Ask which AI model is "winning" and you will get a different answer depending on who you ask and where they hang out. Benchmarks measure one thing, download charts another, and the loudest voice on your timeline a third. So we tried a fourth lens: the conversation itself. What are people actually saying about these tools, where, how do they feel about them, and what is each one known for?
We pointed Babel42 at five names that dominate the AI chatter right now: ChatGPT, Claude, Grok, Gemini and Cursor. It listened across four very different rooms, X, Bluesky, YouTube and Hacker News, scoring a broad cross-section of public posts for sentiment and sorting them by theme. This article is what came back, and the short version is that "winning" depends entirely on which scoreboard you read.
One thing before we start. The sentiment scores here are produced by Babel42's AI, and like all automated sentiment analysis they are an estimate rather than a verdict, so treat the percentages as directional. More on that, and on what a sample can and cannot tell you, in the methodology notes at the end.

The volume illusion: Grok is everywhere, and that means less than it looks
If "winning" just meant raw mentions, the story would be over before it started. On X, one name swamps the rest.

Grok takes the overwhelming majority of X mentions, with everything else fighting over the scraps. But this is exactly the sort of number you should not take at face value. A large share of those Grok mentions are not people discussing Grok at all, they are people talking to it, replying to a post with "@grok is this true?" to summon the bot as an instant fact-checker. That is a real and genuinely interesting behaviour, and we will come back to it, but it is a usage reflex, not a popularity verdict, and it inflates Grok's raw count far beyond the actual debate about the product.
One honest caveat before you read too much into the rest of that chart. These are raw keyword counts, and four of the five names are everyday words, so we had to pair them with disambiguating terms ("Claude" with "Anthropic" or "AI", and so on) while "ChatGPT" needs no such help. That deliberately suppresses the four common-word models, so once Grok is set aside, treat the order below as indicative, not exact, with ChatGPT's lead in particular flattered by its cleaner query.

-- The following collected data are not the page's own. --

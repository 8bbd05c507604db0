//! Sitemap XML parsing: a single event-driven scan that accepts both a
//! `<urlset>` and a `<sitemapindex>` root, matching on the local element
//! name so namespace prefixes do not matter. Malformed XML degrades to an
//! empty entry list, never an error.

use quick_xml::events::Event;
use quick_xml::reader::Reader;

#[derive(Debug, Clone, Copy, PartialEq, Eq)]
pub enum SitemapKind {
    UrlSet,
    SitemapIndex,
}

impl SitemapKind {
    pub fn as_str(&self) -> &'static str {
        match self {
            SitemapKind::UrlSet => "urlset",
            SitemapKind::SitemapIndex => "sitemapindex",
        }
    }
}

#[derive(Debug, Clone)]
pub struct SitemapEntry {
    pub loc: String,
    pub lastmod: Option<String>,
}

#[derive(Debug, Clone, Default)]
pub struct ParsedSitemap {
    pub kind: Option<SitemapKind>,
    pub entries: Vec<SitemapEntry>,
}

impl ParsedSitemap {
    pub fn locs(&self) -> impl Iterator<Item = &str> {
        self.entries.iter().map(|e| e.loc.as_str())
    }

    pub fn lastmod_count(&self) -> usize {
        self.entries.iter().filter(|e| e.lastmod.is_some()).count()
    }
}

/// Strip any namespace prefix from an element name.
fn local_name(raw: &[u8]) -> String {
    let name = String::from_utf8_lossy(raw);
    match name.rsplit_once(':') {
        Some((_, local)) => local.to_ascii_lowercase(),
        None => name.to_ascii_lowercase(),
    }
}

pub fn parse_sitemap(xml: &str) -> ParsedSitemap {
    let mut reader = Reader::from_str(xml);
    reader.config_mut().trim_text(true);

    let mut parsed = ParsedSitemap::default();
    let mut in_entry = false;
    let mut current_field: Option<String> = None;
    let mut loc: Option<String> = None;
    let mut lastmod: Option<String> = None;

    loop {
        match reader.read_event() {
            Ok(Event::Start(start)) => {
                let name = local_name(start.name().as_ref());
                match name.as_str() {
                    "urlset" if parsed.kind.is_none() => parsed.kind = Some(SitemapKind::UrlSet),
                    "sitemapindex" if parsed.kind.is_none() => {
                        parsed.kind = Some(SitemapKind::SitemapIndex)
                    }
                    // one entry element per record in either flavor
                    "url" | "sitemap" => {
                        in_entry = true;
                        loc = None;
                        lastmod = None;
                    }
                    "loc" | "lastmod" if in_entry => current_field = Some(name),
                    _ => {}
                }
            }
            Ok(Event::Text(text)) => {
                if let Some(ref field) = current_field {
                    let value = text
                        .unescape()
                        .map(|cow| cow.trim().to_string())
                        .unwrap_or_default();
                    if !value.is_empty() {
                        match field.as_str() {
                            "loc" => loc = Some(value),
                            "lastmod" => lastmod = Some(value),
                            _ => {}
                        }
                    }
                }
            }
            Ok(Event::End(end)) => {
                let name = local_name(end.name().as_ref());
                match name.as_str() {
                    "url" | "sitemap" => {
                        if let Some(loc) = loc.take() {
                            parsed.entries.push(SitemapEntry {
                                loc,
                                lastmod: lastmod.take(),
                            });
                        }
                        in_entry = false;
                    }
                    "loc" | "lastmod" => current_field = None,
                    _ => {}
                }
            }
            Ok(Event::Eof) => break,
            // malformed XML: keep whatever parsed so far
            Err(_) => break,
            Ok(_) => {}
        }
    }

    parsed
}
use crate::error::{Result, ScanError};
use crate::extract;
use crate::snapshot::{CrawlSnapshot, PageRecord, RedirectHop};
use crate::urlnorm;
use reqwest::Client;
use reqwest::header::{ACCEPT, CONTENT_TYPE, LOCATION};
use std::collections::{HashMap, HashSet, VecDeque};
use std::sync::Arc;
use std::time::Duration;
use tracing::{debug, info, warn};
use url::Url;

pub type ProgressCallback = Arc<dyn Fn(usize, String) + Send + Sync>;

const MAX_REDIRECT_HOPS: usize = 10;
const HTML_ACCEPT: &str = "text/html,application/xhtml+xml,application/xml;q=0.9,*/*;q=0.8";

/// Breadth-first, depth- and count-bounded crawler. One frontier, one
/// visited set per run; the frontier is processed sequentially so that
/// discovery order is the snapshot insertion order.
pub struct Crawler {
    client: Client,
    max_pages: usize,
    max_depth: usize,
    max_fetch_bytes: usize,
    progress_callback: Option<ProgressCallback>,
}

impl Crawler {
    pub fn new() -> Self {
        Self::with_config(
            "sitegrade/0.2 (+https://github.com/trapdoorsec/sitegrade)",
            Duration::from_secs(15),
        )
    }

    pub fn with_config(user_agent: &str, timeout: Duration) -> Self {
        let client = Client::builder()
            .user_agent(user_agent)
            .timeout(timeout)
            .connect_timeout(timeout / 2)
            .pool_max_idle_per_host(10)
            .pool_idle_timeout(Duration::from_secs(90))
            .tcp_keepalive(Duration::from_secs(60))
            // redirects are followed manually so the hop chain is observable
            .redirect(reqwest::redirect::Policy::none())
            .build()
            .expect("Failed to create HTTP client");

        Self {
            client,
            max_pages: 10,
            max_depth: 2,
            max_fetch_bytes: 2_000_000,
            progress_callback: None,
        }
    }

    pub fn with_max_pages(mut self, max_pages: usize) -> Self {
        self.max_pages = max_pages.max(1);
        self
    }

    pub fn with_max_depth(mut self, max_depth: usize) -> Self {
        self.max_depth = max_depth;
        self
    }

    pub fn with_max_fetch_bytes(mut self, max_fetch_bytes: usize) -> Self {
        self.max_fetch_bytes = max_fetch_bytes;
        self
    }

    pub fn with_progress_callback(mut self, callback: ProgressCallback) -> Self {
        self.progress_callback = Some(callback);
        self
    }

    /// A shared client for live checks that want the same UA/timeout
    /// profile as the crawl itself.
    pub fn client(&self) -> &Client {
        &self.client
    }

    pub async fn crawl(&self, target_url: &str) -> Result<CrawlSnapshot> {
        let start = urlnorm::normalize(target_url);
        let seed = Url::parse(&start)
            .map_err(|e| ScanError::InvalidUrl(format!("{target_url}: {e}")))?;
        let mut host = urlnorm::host_of(&start)
            .ok_or_else(|| ScanError::InvalidUrl(format!("{target_url}: no host")))?;

        info!(
            "starting crawl of {start} (max_pages={}, max_depth={})",
            self.max_pages, self.max_depth
        );

        let mut snapshot = CrawlSnapshot::new(target_url.to_string(), start.clone(), host.clone());

        let robots_url = format!("{}://{}/robots.txt", seed.scheme(), host);
        match self.fetch(&robots_url).await {
            Ok(outcome) => {
                snapshot.robots_txt = Some(outcome.body);
                snapshot.robots_status = Some(outcome.status);
            }
            Err(e) => snapshot.errors.push(format!("{robots_url}: {e}")),
        }

        self.discover_sitemap(seed.scheme(), &mut snapshot).await;

        let mut queue: VecDeque<(String, usize)> = VecDeque::new();
        let mut visited: HashSet<String> = HashSet::new();
        queue.push_back((start, 0));

        while snapshot.page_count() < self.max_pages {
            let Some((url, depth)) = queue.pop_front() else {
                break;
            };
            let url = urlnorm::normalize(&url);
            if !visited.insert(url.clone()) {
                continue;
            }
            if !urlnorm::is_fetchable(&url) {
                continue;
            }
            // only the seed page may sit on a different host; it re-anchors
            // the crawl host when its redirect lands elsewhere
            let on_host = urlnorm::host_of(&url).is_some_and(|h| h == host);
            if !on_host && snapshot.page_count() > 0 {
                debug!("skipping off-host url {url}");
                continue;
            }

            if let Some(ref callback) = self.progress_callback {
                callback(snapshot.page_count(), url.clone());
            }

            let outcome = match self.fetch(&url).await {
                Ok(outcome) => outcome,
                Err(e) => {
                    warn!("fetch failed for {url}: {e}");
                    snapshot.errors.push(format!("{url}: {e}"));
                    continue;
                }
            };

            let final_url = urlnorm::normalize(&outcome.final_url);
            if snapshot.page_count() == 0
                && let Some(final_host) = urlnorm::host_of(&final_url)
                && final_host != host
            {
                debug!("re-anchoring crawl host to {final_host}");
                host = final_host.clone();
                snapshot.host = final_host;
            }

            let is_html = outcome
                .content_type
                .as_deref()
                .map(|ct| {
                    let ct = ct.to_ascii_lowercase();
                    ct.is_empty() || ct.contains("text/html") || ct.contains("application/xhtml+xml")
                })
                .unwrap_or(true);

            let mut page = PageRecord::new(url.clone());
            page.final_url = final_url;
            page.status_code = outcome.status;
            page.headers = outcome.headers;
            page.redirect_chain = outcome.chain;
            page.depth = depth;

            if is_html && !outcome.body.is_empty() {
                page.html = outcome.body;
                let (head, body) = extract::extract_signals(&page.html);
                page.jsonld = extract::jsonld_summary(&head.jsonld_blocks);

                let mut internal_links = Vec::new();
                for href in &body.all_links {
                    let Some(absolute) = urlnorm::absolutize(&page.final_url, href) else {
                        continue;
                    };
                    if urlnorm::same_host(&absolute, &page.final_url) {
                        internal_links.push(absolute);
                    }
                }

                if depth < self.max_depth {
                    for link in &internal_links {
                        if !visited.contains(link) {
                            queue.push_back((link.clone(), depth + 1));
                        }
                    }
                }

                page.head = head;
                page.body = body;
                page.internal_links = internal_links;
            }

            snapshot.insert_page(page);
        }

        info!(
            "crawl complete: {} pages, {} errors",
            snapshot.page_count(),
            snapshot.errors.len()
        );
        Ok(snapshot)
    }

    /// Fetch one URL, following redirects manually and recording the hop
    /// chain. The body is truncated to the configured byte budget.
    async fn fetch(&self, url: &str) -> Result<FetchOutcome> {
        let mut current = url.to_string();
        let mut chain: Vec<RedirectHop> = Vec::new();

        for _ in 0..=MAX_REDIRECT_HOPS {
            debug!("fetching {current}");
            let response = self
                .client
                .get(&current)
                .header(ACCEPT, HTML_ACCEPT)
                .send()
                .await?;

            let status = response.status();
            if status.is_redirection()
                && let Some(location) = response
                    .headers()
                    .get(LOCATION)
                    .and_then(|v| v.to_str().ok())
                && let Some(next) = Url::parse(&current)
                    .ok()
                    .and_then(|base| base.join(location).ok())
            {
                chain.push(RedirectHop {
                    url: current.clone(),
                    status: status.as_u16(),
                });
                current = next.to_string();
                continue;
            }

            let content_type = response
                .headers()
                .get(CONTENT_TYPE)
                .and_then(|v| v.to_str().ok())
                .map(|s| s.to_string());
            let headers = response
                .headers()
                .iter()
                .map(|(name, value)| {
                    (
                        name.as_str().to_ascii_lowercase(),
                        value.to_str().unwrap_or("").to_string(),
                    )
                })
                .collect::<HashMap<_, _>>();

            let bytes = response.bytes().await?;
            let body = truncate_utf8(&bytes, self.max_fetch_bytes);

            return Ok(FetchOutcome {
                final_url: current,
                status: status.as_u16(),
                headers,
                chain,
                content_type,
                body,
            });
        }

        Err(ScanError::Other(format!("too many redirects fetching {url}")))
    }

    /// Sitemap discovery: `Sitemap:` directives from robots.txt, then the
    /// conventional paths, accepting the first body that looks like a
    /// sitemap; otherwise an unconditional fallback fetch of /sitemap.xml
    /// whose result is recorded as-is.
    async fn discover_sitemap(&self, scheme: &str, snapshot: &mut CrawlSnapshot) {
        let base = format!("{scheme}://{}", snapshot.host);

        let mut candidates: Vec<String> = Vec::new();
        if let Some(ref robots) = snapshot.robots_txt {
            for line in robots.lines() {
                let line = line.trim();
                if line.len() > 8 && line[..8].eq_ignore_ascii_case("sitemap:") {
                    let target = line[8..].trim();
                    if !target.is_empty() {
                        candidates.push(target.to_string());
                    }
                }
            }
        }
        candidates.push(format!("{base}/sitemap.xml"));
        candidates.push(format!("{base}/sitemap_index.xml"));
        candidates.push(format!("{base}/sitemap-index.xml"));

        for candidate in &candidates {
            let sitemap_url = urlnorm::normalize(candidate);
            let Ok(outcome) = self.fetch(&sitemap_url).await else {
                continue;
            };
            if (200..300).contains(&outcome.status) && !outcome.body.is_empty() {
                let lowered = outcome.body.to_lowercase();
                if lowered.contains("<urlset") || lowered.contains("<sitemapindex") {
                    debug!("sitemap found at {sitemap_url}");
                    snapshot.sitemap_url = Some(sitemap_url);
                    snapshot.sitemap_xml = Some(outcome.body);
                    snapshot.sitemap_status = Some(outcome.status);
                    return;
                }
            }
        }

        let fallback = urlnorm::normalize(&format!("{base}/sitemap.xml"));
        match self.fetch(&fallback).await {
            Ok(outcome) => {
                snapshot.sitemap_url = Some(fallback);
                snapshot.sitemap_xml = Some(outcome.body);
                snapshot.sitemap_status = Some(outcome.status);
            }
            Err(_) => {
                snapshot.sitemap_url = Some(fallback);
            }
        }
    }
}

impl Default for Crawler {
    fn default() -> Self {
        Self::new()
    }
}

struct FetchOutcome {
    final_url: String,
    status: u16,
    headers: HashMap<String, String>,
    chain: Vec<RedirectHop>,
    content_type: Option<String>,
    body: String,
}

/// Truncate to the byte budget at a safe boundary, then decode leniently,
/// dropping any trailing malformed fragment.
fn truncate_utf8(bytes: &[u8], max_bytes: usize) -> String {
    let truncated = bytes.len() > max_bytes;
    let slice = if truncated { &bytes[..max_bytes] } else { bytes };
    let mut text = String::from_utf8_lossy(slice).into_owned();
    if truncated {
        while text.ends_with('\u{FFFD}') {
            text.truncate(text.len() - '\u{FFFD}'.len_utf8());
        }
    }
    text
}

With that in mind, ChatGPT and Claude are clearly the names that surface most on X beyond Grok, and the day-to-day movement is real: ChatGPT climbed steadily through the window we watched.

For a cleaner read on genuine relative interest, leave X's noisy firehose for the rooms where people discuss tools rather than summon them, and where we can confirm each post is actually on-topic. The order of finish changes again. On Bluesky, the genuine conversation is led not by ChatGPT but by Claude and Gemini, neck and neck, with ChatGPT just behind, Grok a clear presence and Cursor a niche interest.

On Hacker News, the developer forum, Claude's lead becomes a landslide, taking close to half of the on-topic conversation, with ChatGPT next, then Cursor and Gemini, and Grok barely registering.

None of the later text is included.